» **Problem to work on**:
In the data that follows, count each line with the string "ArtifactDescriptor"; the reply is the number only.

━━━━━━━━

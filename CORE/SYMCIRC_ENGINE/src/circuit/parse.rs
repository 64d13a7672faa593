//! ═══════════════════════════════════════════════════════════════════════════════
//! FILE: parse.rs | CORE/SYMCIRC_ENGINE/src/circuit/parse.rs
//! PURPOSE: Line-oriented netlist reader
//! MODIFIED: 2026-07-21
//! LAYER: CORE → SYMCIRC_ENGINE
//! ═══════════════════════════════════════════════════════════════════════════════
//!
//! Statement grammar (whitespace tokens, `/` separates statements on one
//! line, `#` starts a comment, `*` comments out a whole line):
//!
//! ```text
//! U|I|R|G|L|C <name> <node+> <node-> [value | = rel]
//! VCVS|VCCS   <name> <out+> <out-> <ctrl+> <ctrl-> [value | = rel]
//! CCVS|CCCS   <name> <out+> <out-> <probe>         [value | = rel]
//! OP          <name> <in+> <in-> <out>
//! PROBE       <name> <node+> <node->
//! VOLTAGE     <name> <node+> <node->
//! PLOT        <name> <dep> <indep> [LIN|LOG <points> <fmin> <fmax>]
//! RESULT      <name> <dep>...      [LIN|LOG <points> <fmin> <fmax>]
//!
//! rel := [<int> | <int>/<int> | <decimal>] [* ] <device>
//! ```
//!
//! Node voltages are addressable as `U_<node>`, source currents as
//! `I_<name>`; a probe's current shares the probe's name.

use super::{Axis, CircuitBuilder, DeviceKind, DeviceSpec, PlotInfo, ResultRequest};
use crate::error::CircuitError;
use crate::rational::Rat;
use regex::Regex;

struct LineParser {
    rational: Regex,
    decimal: Regex,
}

fn err(line: usize, message: impl Into<String>) -> CircuitError {
    CircuitError::Parse {
        line,
        message: message.into(),
    }
}

impl LineParser {
    fn new() -> Self {
        Self {
            rational: Regex::new(r"^([+-]?\d+)(?:/(\d+))?$").expect("rational pattern compiles"),
            decimal: Regex::new(r"^[+-]?\d+\.\d{1,9}$").expect("decimal pattern compiles"),
        }
    }

    /// Integer, `a/b`, or short decimal, as an exact rational.
    fn parse_rational(&self, token: &str, line: usize) -> Result<Rat, CircuitError> {
        if let Some(caps) = self.rational.captures(token) {
            let num: i64 = caps[1]
                .parse()
                .map_err(|_| err(line, format!("integer out of range: '{}'", token)))?;
            let den: i64 = match caps.get(2) {
                Some(d) => d
                    .as_str()
                    .parse()
                    .map_err(|_| err(line, format!("integer out of range: '{}'", token)))?,
                None => 1,
            };
            return Rat::new(num, den)
                .ok_or_else(|| err(line, format!("zero denominator in '{}'", token)));
        }
        if self.decimal.is_match(token) {
            let (whole, frac) = token.split_once('.').expect("decimal has a point");
            let digits = frac.len() as u32;
            let scale = 10i64.pow(digits);
            let whole: i64 = whole
                .parse()
                .map_err(|_| err(line, format!("number out of range: '{}'", token)))?;
            let frac: i64 = frac
                .parse()
                .map_err(|_| err(line, format!("number out of range: '{}'", token)))?;
            let num = whole
                .checked_mul(scale)
                .and_then(|w| {
                    if whole < 0 || token.starts_with('-') {
                        w.checked_sub(frac)
                    } else {
                        w.checked_add(frac)
                    }
                })
                .ok_or_else(|| err(line, format!("number out of range: '{}'", token)))?;
            return Rat::new(num, scale)
                .ok_or_else(|| err(line, format!("bad decimal '{}'", token)));
        }
        Err(err(line, format!("expected a rational, got '{}'", token)))
    }

    fn parse_value(token: &str) -> Option<f64> {
        token.parse::<f64>().ok().filter(|v| v.is_finite())
    }

    /// Trailing `[value | = relation]` clause of a device statement.
    fn parse_tail(
        &self,
        spec: &mut DeviceSpec,
        tail: &[&str],
        line: usize,
    ) -> Result<(), CircuitError> {
        match tail {
            [] => Ok(()),
            [v] if Self::parse_value(v).is_some() => {
                spec.value = Self::parse_value(v);
                Ok(())
            }
            ["=", v] if Self::parse_value(v).is_some() => {
                spec.value = Self::parse_value(v);
                Ok(())
            }
            ["=", target] => {
                spec.relation = Some(((*target).to_string(), Rat::ONE));
                Ok(())
            }
            ["=", k, "*", target] => {
                spec.relation = Some(((*target).to_string(), self.parse_rational(k, line)?));
                Ok(())
            }
            _ => Err(err(
                line,
                format!("unexpected trailing tokens: '{}'", tail.join(" ")),
            )),
        }
    }

    fn parse_plot(&self, tokens: &[&str], line: usize) -> Result<Option<PlotInfo>, CircuitError> {
        if tokens.is_empty() {
            return Ok(None);
        }
        let axis = match tokens[0].to_ascii_uppercase().as_str() {
            "LIN" => Axis::Linear,
            "LOG" => Axis::Log,
            other => return Err(err(line, format!("expected LIN or LOG, got '{}'", other))),
        };
        if tokens.len() != 4 {
            return Err(err(line, "plot info takes <points> <fmin> <fmax>"));
        }
        let points: u32 = tokens[1]
            .parse()
            .map_err(|_| err(line, format!("bad point count '{}'", tokens[1])))?;
        let freq_min = Self::parse_value(tokens[2])
            .ok_or_else(|| err(line, format!("bad frequency '{}'", tokens[2])))?;
        let freq_max = Self::parse_value(tokens[3])
            .ok_or_else(|| err(line, format!("bad frequency '{}'", tokens[3])))?;
        Ok(Some(PlotInfo {
            axis,
            points,
            freq_min,
            freq_max,
        }))
    }

    fn parse_statement(
        &self,
        builder: &mut CircuitBuilder,
        tokens: &[&str],
        line: usize,
    ) -> Result<(), CircuitError> {
        let keyword = tokens[0].to_ascii_uppercase();
        let kind = match keyword.as_str() {
            "U" | "V" => Some(DeviceKind::VoltageSource),
            "I" => Some(DeviceKind::CurrentSource),
            "R" => Some(DeviceKind::Resistor),
            "G" => Some(DeviceKind::Conductance),
            "L" => Some(DeviceKind::Inductor),
            "C" => Some(DeviceKind::Capacitor),
            "VCVS" => Some(DeviceKind::Vcvs),
            "VCCS" => Some(DeviceKind::Vccs),
            "CCVS" => Some(DeviceKind::Ccvs),
            "CCCS" => Some(DeviceKind::Cccs),
            "OP" => Some(DeviceKind::OpAmp),
            "PROBE" => Some(DeviceKind::Probe),
            _ => None,
        };

        if let Some(kind) = kind {
            let takes_probe = matches!(kind, DeviceKind::Ccvs | DeviceKind::Cccs);
            let positional = super::node_arity(kind) + usize::from(takes_probe);
            if tokens.len() < 2 + positional {
                return Err(err(
                    line,
                    format!("{} statement is missing arguments", keyword),
                ));
            }
            let name = tokens[1];
            let mut nodes: Vec<String> = tokens[2..2 + super::node_arity(kind)]
                .iter()
                .map(|t| (*t).to_string())
                .collect();
            let probe = takes_probe.then(|| tokens[2 + nodes.len()].to_string());
            if kind == DeviceKind::OpAmp || kind == DeviceKind::Probe {
                // No trailing clause on structural devices.
                if tokens.len() > 2 + positional {
                    return Err(err(
                        line,
                        format!("{} '{}' takes no value clause", keyword, name),
                    ));
                }
            }
            let mut spec = DeviceSpec {
                kind,
                name: name.to_string(),
                nodes: std::mem::take(&mut nodes),
                probe,
                relation: None,
                value: None,
            };
            self.parse_tail(&mut spec, &tokens[2 + positional..], line)?;
            return match builder.add_device(spec) {
                Err(CircuitError::Parse { message, .. }) => Err(err(line, message)),
                other => other,
            };
        }

        match keyword.as_str() {
            "VOLTAGE" => {
                if tokens.len() != 4 {
                    return Err(err(line, "VOLTAGE takes <name> <node+> <node->"));
                }
                builder.add_voltage(tokens[1], tokens[2], tokens[3])
            }
            "PLOT" => {
                if tokens.len() < 4 {
                    return Err(err(line, "PLOT takes <name> <dep> <indep>"));
                }
                let plot = self.parse_plot(&tokens[4..], line)?;
                builder.add_request(ResultRequest::Transfer {
                    name: tokens[1].to_string(),
                    dependent: tokens[2].to_string(),
                    independent: tokens[3].to_string(),
                    plot,
                })
            }
            "RESULT" => {
                if tokens.len() < 3 {
                    return Err(err(line, "RESULT takes <name> <dep>..."));
                }
                let clause = tokens[2..]
                    .iter()
                    .position(|t| {
                        t.eq_ignore_ascii_case("LIN") || t.eq_ignore_ascii_case("LOG")
                    })
                    .map(|p| 2 + p)
                    .unwrap_or(tokens.len());
                if clause == 2 {
                    return Err(err(line, "RESULT needs at least one dependent"));
                }
                let plot = self.parse_plot(&tokens[clause..], line)?;
                builder.add_request(ResultRequest::Full {
                    name: tokens[1].to_string(),
                    dependents: tokens[2..clause].iter().map(|t| (*t).to_string()).collect(),
                    plot,
                })
            }
            other => Err(err(line, format!("unknown statement '{}'", other))),
        }
    }
}

/// Parse a whole netlist into a validated [`Circuit`](super::Circuit).
pub fn parse_netlist(input: &str) -> Result<super::Circuit, CircuitError> {
    let parser = LineParser::new();
    let mut builder = CircuitBuilder::new();

    for (index, raw) in input.lines().enumerate() {
        let line = index + 1;
        let text = match raw.find('#') {
            Some(pos) => &raw[..pos],
            None => raw,
        };
        let trimmed = text.trim();
        if trimmed.is_empty() || trimmed.starts_with('*') {
            continue;
        }
        let tokens: Vec<&str> = trimmed.split_whitespace().collect();
        for statement in tokens.split(|t| *t == "/") {
            if statement.is_empty() {
                continue;
            }
            parser.parse_statement(&mut builder, statement, line)?;
        }
    }

    builder.finish()
}
//! Artifact descriptor model.
//!
//! The descriptor is the `<name>.json` file at the root of every artifact
//! directory. Only the fields this pipeline consumes are modeled here; the
//! full schema is owned by the artifact-compilation capability.

use std::fmt;
use std::fs;
use std::path::Path;

use serde::{Deserialize, Serialize};

use crate::domain::error::DomainError;

/// The `type` tag of an artifact descriptor.
#[derive(Debug, Clone, Copy, PartialEq, Eq, Serialize, Deserialize)]
#[serde(rename_all = "lowercase")]
pub enum ArtifactKind {
    Page,
    Layout,
    Form,
    Fragment,
    Widget,
    /// Any type tag this toolchain does not recognize. Passed over by the
    /// build traversal, never an error.
    #[serde(other)]
    Other,
}

impl fmt::Display for ArtifactKind {
    fn fmt(&self, f: &mut fmt::Formatter<'_>) -> fmt::Result {
        let tag = match self {
            Self::Page => "page",
            Self::Layout => "layout",
            Self::Form => "form",
            Self::Fragment => "fragment",
            Self::Widget => "widget",
            Self::Other => "other",
        };
        f.write_str(tag)
    }
}

/// Parsed content of an artifact descriptor file.
///
/// Owned transiently by the build step and discarded after the compile call
/// returns; descriptors are never cached across invocations.
#[derive(Debug, Clone, Deserialize)]
#[serde(rename_all = "camelCase")]
pub struct ArtifactDescriptor {
    #[serde(default)]
    pub id: Option<String>,
    #[serde(rename = "type")]
    pub kind: ArtifactKind,
    pub name: String,
    /// Model format version the artifact was authored against.
    #[serde(default)]
    pub model_version: Option<String>,
    /// Designer version that last saved the artifact.
    #[serde(default)]
    pub designer_version: Option<String>,
}

impl ArtifactDescriptor {
    /// Parse a descriptor from a JSON file on disk.
    pub fn from_file(path: &Path) -> Result<Self, DomainError> {
        let raw = fs::read_to_string(path).map_err(|source| DomainError::DescriptorUnreadable {
            path: path.to_path_buf(),
            source,
        })?;
        serde_json::from_str(&raw).map_err(|e| DomainError::MalformedDescriptor {
            path: path.to_path_buf(),
            reason: e.to_string(),
        })
    }

    /// `true` for the kinds the build traversal compiles into archives.
    pub fn is_buildable(&self) -> bool {
        matches!(self.kind, ArtifactKind::Page | ArtifactKind::Layout)
    }

    /// Output archive name: `<type>_<name>.zip`.
    pub fn archive_file_name(&self) -> String {
        format!("{}_{}.zip", self.kind, self.name)
    }
}

#[cfg(test)]
mod tests {
    use super::*;

    #[test]
    fn parses_minimal_page_descriptor() {
        let descriptor: ArtifactDescriptor =
            serde_json::from_str(r#"{"type": "page", "name": "home"}"#).unwrap();
        assert_eq!(descriptor.kind, ArtifactKind::Page);
        assert_eq!(descriptor.name, "home");
        assert!(descriptor.is_buildable());
        assert_eq!(descriptor.archive_file_name(), "page_home.zip");
    }

    #[test]
    fn parses_full_descriptor() {
        let raw = r#"{
            "id": "layout-1",
            "type": "layout",
            "name": "mainLayout",
            "modelVersion": "2.6",
            "designerVersion": "1.17.22"
        }"#;
        let descriptor: ArtifactDescriptor = serde_json::from_str(raw).unwrap();
        assert_eq!(descriptor.kind, ArtifactKind::Layout);
        assert_eq!(descriptor.model_version.as_deref(), Some("2.6"));
        assert_eq!(descriptor.archive_file_name(), "layout_mainLayout.zip");
    }

    #[test]
    fn unknown_type_tag_maps_to_other() {
        let descriptor: ArtifactDescriptor =
            serde_json::from_str(r#"{"type": "theme", "name": "dark"}"#).unwrap();
        assert_eq!(descriptor.kind, ArtifactKind::Other);
        assert!(!descriptor.is_buildable());
    }

    #[test]
    fn fragments_and_widgets_are_not_buildable() {
        for raw in [
            r#"{"type": "fragment", "name": "f"}"#,
            r#"{"type": "widget", "name": "w"}"#,
            r#"{"type": "form", "name": "form"}"#,
        ] {
            let descriptor: ArtifactDescriptor = serde_json::from_str(raw).unwrap();
            assert!(!descriptor.is_buildable());
        }
    }

    #[test]
    fn missing_file_is_a_read_error() {
        let err = ArtifactDescriptor::from_file(Path::new("/nonexistent/x.json")).unwrap_err();
        assert!(matches!(err, DomainError::DescriptorUnreadable { .. }));
    }
}
//! `pagekit build` command handler.
//!
//! Resolves the workspace layout from flags and config, then drives the
//! core build pipeline with the zip compiler adapter. `--page <ID>` builds
//! one page directly instead of walking the whole tree.

use std::fs;
use std::path::PathBuf;

use tracing::{info, instrument};

use pagekit_adapters::ZipArtifactCompiler;
use pagekit_core::application::BuildPipeline;
use pagekit_core::domain::WorkspaceLayout;

use crate::cli::{BuildArgs, GlobalArgs};
use crate::config::AppConfig;
use crate::error::{CliError, CliResult};
use crate::output::OutputManager;

#[instrument(skip_all)]
pub fn execute(
    args: BuildArgs,
    _global: GlobalArgs,
    config: AppConfig,
    output: OutputManager,
) -> CliResult<()> {
    let root = resolve_workspace(args.workspace.as_deref(), &config)?;
    let layout = workspace_layout(&root, args.pages_dir.as_deref(), &config);

    let output_root = args
        .output
        .clone()
        .unwrap_or_else(|| config.build.output_dir.clone());
    let output_root = if output_root.is_absolute() {
        output_root
    } else {
        root.join(output_root)
    };
    // Page archives go into their own subfolder so the output root can be
    // shared with other build products.
    let archive_dir = output_root.join("pages");

    info!(
        workspace = %root.display(),
        output = %archive_dir.display(),
        "starting artifact build"
    );
    output.header(&format!("Building artifacts in {}", root.display()))?;

    let compiler = ZipArtifactCompiler::new(layout.clone());

    // CLI selectors win over config selectors; empty lists keep the
    // pipeline defaults.
    let includes = if args.includes.is_empty() {
        config.build.includes.clone()
    } else {
        args.includes.clone()
    };
    let excludes = if args.excludes.is_empty() {
        config.build.excludes.clone()
    } else {
        args.excludes.clone()
    };

    let pipeline = BuildPipeline::new(&compiler, layout, &archive_dir)
        .with_selectors(includes, excludes);

    match &args.page {
        Some(id) => {
            let bytes = pipeline.build_one(id).map_err(pagekit_core::error::CoreError::from)?;
            fs::create_dir_all(&archive_dir)?;
            let target = archive_dir.join(format!("page_{id}.zip"));
            fs::write(&target, bytes)?;
            output.success(&format!("Built page '{id}' into {}", target.display()))?;
        }
        None => {
            pipeline
                .build_all()
                .map_err(pagekit_core::error::CoreError::from)?;
            output.success(&format!("Archives written to {}", archive_dir.display()))?;
        }
    }

    Ok(())
}

/// Workspace root: flag, then config, then the current directory.
/// Whatever wins must exist on disk.
pub(crate) fn resolve_workspace(
    flag: Option<&std::path::Path>,
    config: &AppConfig,
) -> CliResult<PathBuf> {
    let root = match flag {
        Some(path) => path.to_path_buf(),
        None => match &config.workspace.root {
            Some(path) => path.clone(),
            None => std::env::current_dir()?,
        },
    };
    if !root.is_dir() {
        return Err(CliError::WorkspaceNotFound { path: root });
    }
    Ok(root)
}

/// Layout for `root`, honouring the configured folder names with the
/// `--pages-dir` flag on top.
pub(crate) fn workspace_layout(
    root: &std::path::Path,
    pages_dir_flag: Option<&str>,
    config: &AppConfig,
) -> WorkspaceLayout {
    let pages_dir = pages_dir_flag.unwrap_or(&config.workspace.pages_dir);
    WorkspaceLayout::new(root)
        .with_pages_dir(pages_dir)
        .with_fragments_dir(&config.workspace.fragments_dir)
        .with_widgets_dir(&config.workspace.widgets_dir)
}
//! Build pipeline: the thin orchestrator over scanning, walking, and the
//! compiler capability.

use std::fs;
use std::path::{Path, PathBuf};

use globset::{Glob, GlobSet, GlobSetBuilder};
use tracing::{debug, info};

use crate::application::error::ApplicationError;
use crate::application::ports::ArtifactCompiler;
use crate::application::walker::{ArtifactTreeWalker, TraversalOutcome};
use crate::domain::WorkspaceLayout;

/// Default artifact selection: everything except the metadata directory.
pub const DEFAULT_INCLUDES: &[&str] = &["*"];
pub const DEFAULT_EXCLUDES: &[&str] = &[".metadata"];

/// Orchestrates a full-tree or targeted artifact build.
///
/// Each invocation constructs fresh traversal state and discards it on
/// return; nothing is shared or cached across runs. The output directory is
/// assumed to be exclusively owned by the running pipeline.
pub struct BuildPipeline<'a> {
    compiler: &'a dyn ArtifactCompiler,
    workspace: WorkspaceLayout,
    output_dir: PathBuf,
    includes: Vec<String>,
    excludes: Vec<String>,
}

impl<'a> BuildPipeline<'a> {
    pub fn new(
        compiler: &'a dyn ArtifactCompiler,
        workspace: WorkspaceLayout,
        output_dir: impl Into<PathBuf>,
    ) -> Self {
        Self {
            compiler,
            workspace,
            output_dir: output_dir.into(),
            includes: DEFAULT_INCLUDES.iter().map(|s| (*s).to_owned()).collect(),
            excludes: DEFAULT_EXCLUDES.iter().map(|s| (*s).to_owned()).collect(),
        }
    }

    /// Override artifact selection. Empty lists fall back to the defaults.
    pub fn with_selectors(mut self, includes: Vec<String>, excludes: Vec<String>) -> Self {
        if !includes.is_empty() {
            self.includes = includes;
        }
        if !excludes.is_empty() {
            self.excludes = excludes;
        }
        self
    }

    /// Build every included artifact under the workspace pages root.
    ///
    /// Fails fast: the first fatal build or parse error terminates the
    /// traversal and is surfaced with its cause; artifacts after it are not
    /// built.
    pub fn build_all(&self) -> Result<(), ApplicationError> {
        let pages = self.workspace.pages();
        if !pages.is_dir() {
            return Err(ApplicationError::InvalidArtifactRoot { path: pages });
        }
        fs::create_dir_all(&self.output_dir).map_err(|source| ApplicationError::OutputDir {
            path: self.output_dir.clone(),
            source,
        })?;

        let included = self.resolve_included_dirs(&pages)?;
        debug!(?included, root = %pages.display(), "resolved build include list");

        let walker =
            ArtifactTreeWalker::new(self.compiler, &pages, &self.output_dir, included);
        match walker.walk()? {
            TraversalOutcome::Completed => {
                info!(root = %pages.display(), "artifact tree build complete");
                Ok(())
            }
            TraversalOutcome::Faulted { path, source } => {
                Err(ApplicationError::Build { path, source })
            }
        }
    }

    /// Build a single page by identifier, bypassing the tree walk.
    ///
    /// Returns the raw archive bytes; the caller decides where they go.
    pub fn build_one(&self, id: &str) -> Result<Vec<u8>, ApplicationError> {
        if id.trim().is_empty() {
            return Err(ApplicationError::EmptyArtifactId);
        }
        info!(page = id, "building single page");
        self.compiler
            .build_page(id)
            .map_err(|source| ApplicationError::BuildOne {
                id: id.to_owned(),
                source,
            })
    }

    /// Apply the include/exclude globs to the root's direct child names,
    /// yielding the explicit include list the walker consumes.
    fn resolve_included_dirs(&self, root: &Path) -> Result<Vec<String>, ApplicationError> {
        let include = build_globset(&self.includes)?;
        let exclude = build_globset(&self.excludes)?;

        let entries = fs::read_dir(root).map_err(|source| ApplicationError::RootListing {
            path: root.to_path_buf(),
            source,
        })?;
        let mut included = Vec::new();
        for entry in entries {
            let Ok(entry) = entry else {
                continue;
            };
            let Ok(file_type) = entry.file_type() else {
                continue;
            };
            if !file_type.is_dir() {
                continue;
            }
            let name = entry.file_name().to_string_lossy().into_owned();
            if include.is_match(&name) && !exclude.is_match(&name) {
                included.push(name);
            }
        }
        Ok(included)
    }
}

fn build_globset(patterns: &[String]) -> Result<GlobSet, ApplicationError> {
    let mut builder = GlobSetBuilder::new();
    for pattern in patterns {
        let glob = Glob::new(pattern).map_err(|e| ApplicationError::InvalidSelector {
            pattern: pattern.clone(),
            reason: e.to_string(),
        })?;
        builder.add(glob);
    }
    builder
        .build()
        .map_err(|e| ApplicationError::InvalidSelector {
            pattern: patterns.join(","),
            reason: e.to_string(),
        })
}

━━━━━━━━

» **Exercise answer**:
7